A study undertaken in 2013 by the European Union Agency for Fundamental Rights that looked at Jewish communities in eight of the 28 members of the EU – those eight included about 90 per cent of European Jews – found that 40 per cent of Belgian Jews are thinking about leaving their homeland soon.
According to physician Maurice Sosnowski, president of the Comité de Coordination des Organisations Juives de Belgique, the appalling attack at the end of May by a French jihadist on the Jewish museum of Brussels, in which four innocent people died, will certainly convince many Jewish Belgian families to immigrate to a country that’s safer for their children.
Quebec, “for linguistic and cultural reasons,” is undeniably “a very attractive destination” for young, francophone Belgian Jews, said Sosnowski, a noted specialist in neurophysiology and a professor in the faculty of medicine at the Free University of Belgium.
“I am among the many Belgians who greatly admire your country, Canada, a marvellous land of freedom and opportunity,” Sosnowski told The CJN.
“I often tell my young assistants that they should go to Canada to work. If I were younger, I would go to live in Canada without the least hesitation. For me, Canada is a perfect combination of European spirit and American possibilities for success. It’s a good marriage.”
Victor Goldbloom – a distinguished Jewish community leader in Montreal, who was a cabinet minister in Robert Bourassa’s Liberal governments in the early ’70s, a former commissioner of official languages of Canada and former president of the Quebec arm of Canadian Jewish Congress – was president of Jewish Immigrant Aid Services (JIAS) in the early 2000s.
In 2008, JIAS merged with Jewish Family Services and Jewish Employment Montreal to form Federation CJA’s Agence Ometz.
In 2002, Goldbloom chaired a working committee set up by JIAS to promote the immigration of Jews from Argentina and France.

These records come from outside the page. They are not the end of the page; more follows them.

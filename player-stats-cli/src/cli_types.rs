//! CLI type definitions: command enums and argument structs.

use clap::{Args, Parser, Subcommand};

pub(crate) const DEFAULT_API: &str = "http://localhost:3000/api";

#[derive(Parser)]
#[command(name = "player-stats")]
#[command(about = "Browse and manage the player roster", long_about = None)]
pub(crate) struct Cli {
    /// Base URL of the Player Stats API
    #[arg(long, global = true, env = "PLAYER_STATS_API", default_value = DEFAULT_API)]
    pub api: String,

    /// Only show warnings and errors (suppress normal output)
    #[arg(long, global = true)]
    pub quiet: bool,

    /// Enable verbose/debug logging
    #[arg(short, long, global = true)]
    pub verbose: bool,

    #[command(subcommand)]
    pub command: Commands,
}

/// Roster filters, applied locally after fetching the full list.
#[derive(Args, Clone, Debug, Default)]
pub(crate) struct FilterArgs {
    /// Case-insensitive text matched against name and club
    #[arg(short, long, default_value = "")]
    pub search: String,

    /// Exact position code, or "all"
    #[arg(short, long, default_value = "all")]
    pub position: String,

    /// Minimum rating (inclusive)
    #[arg(short, long, default_value_t = 0)]
    pub min_rating: u32,

    /// Exact nation, or "all"
    #[arg(short, long, default_value = "all")]
    pub nation: String,
}

/// Every field of a new player.
#[derive(Args, Clone, Debug)]
pub(crate) struct NewPlayerArgs {
    #[arg(long)]
    pub name: String,

    /// Position code (e.g., GK, CB, ST)
    #[arg(long)]
    pub position: String,

    /// Overall rating, 1-99
    #[arg(long)]
    pub rating: i64,

    #[arg(long)]
    pub club: String,

    #[arg(long)]
    pub nation: String,
}

/// Fields to change on an existing player. Omitted fields keep their value.
#[derive(Args, Clone, Debug, Default)]
pub(crate) struct EditPlayerArgs {
    #[arg(long)]
    pub name: Option<String>,

    #[arg(long)]
    pub position: Option<String>,

    #[arg(long)]
    pub rating: Option<i64>,

    #[arg(long)]
    pub club: Option<String>,

    #[arg(long)]
    pub nation: Option<String>,
}

#[derive(Subcommand)]
pub(crate) enum Commands {
    /// List players, optionally filtered
    List {
        #[command(flatten)]
        filter: FilterArgs,
    },

    /// Show the position and nation values present in the roster
    Options,

    /// Show a single player
    Show {
        /// Player id
        id: i64,
    },

    /// Add a new player
    Add {
        #[command(flatten)]
        player: NewPlayerArgs,
    },

    /// Change fields of an existing player
    Edit {
        /// Player id
        id: i64,

        #[command(flatten)]
        changes: EditPlayerArgs,
    },

    /// Remove a player
    Remove {
        /// Player id
        id: i64,

        /// Skip the confirmation prompt
        #[arg(short, long)]
        yes: bool,
    },

    /// Check that the API is reachable
    Health,
}
//! Advisor Orchestrator
//!
//! Orchestration core for a financial-advisor assistant:
//! - Routes advisor requests to domain specialist handlers
//! - Lets handlers call validated, time-bounded tools
//! - Judges every draft against the caller's success criterion
//! - Retries with evaluator feedback up to an iteration cap
//! - Checkpoints each conversation with a verifiable turn log
//!
//! LOOP:
//! ROUTE → DISPATCH ⇄ TOOLS → EVALUATE → (RETRY | NEXT HANDLER | DONE)

pub mod agent;
pub mod api;
pub mod audit;
pub mod checkpoint;
pub mod config;
pub mod error;
pub mod evaluator;
pub mod handlers;
pub mod models;
pub mod oracle;
pub mod router;
pub mod session;
pub mod tools;

pub use error::Result;

// Re-export common types
pub use agent::{Orchestrator, OrchestratorConfig};
pub use models::*;
pub use session::{Session, SessionStatus, Turn, TurnRole};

At the time, Argentina was facing a very serious economic crisis and France was experiencing a large increase in anti-Semitism, exacerbated by the second Palestinian intifadah.
Montreal Jewish community leaders were counting on the settlement of new Argentine and French Jewish immigrants to slow the demographic decline of the city’s Jewish population, Goldbloom recalled in an interview.
Highly respected in Quebec society as well as the Jewish community, Goldbloom’s judicious advice is greatly appreciated by many. He strongly recommends that Ometz leaders continue to follow up on the program promoting immigration to Montreal in the Jewish community of France and, if possible, in the francophone Jewish community of Belgium as well.
“We absolutely must extend a hand to the members of the French Jewish community, who today live in great anxiety. We must tell the French Jews: ‘Aliyah should be your first choice. But, if you don’t want to settle in Israel, you have the world before you. We strongly encourage you to choose Quebec,’” Goldbloom said.
“We must again promote the remarkable Montreal Jewish community in France, while taking all the necessary steps not to embarrass or offend French Jewish community leaders. We must also encourage francophone Belgian Jews who want to emigrate to choose Montreal if they want to ensure a more promising future for their children.”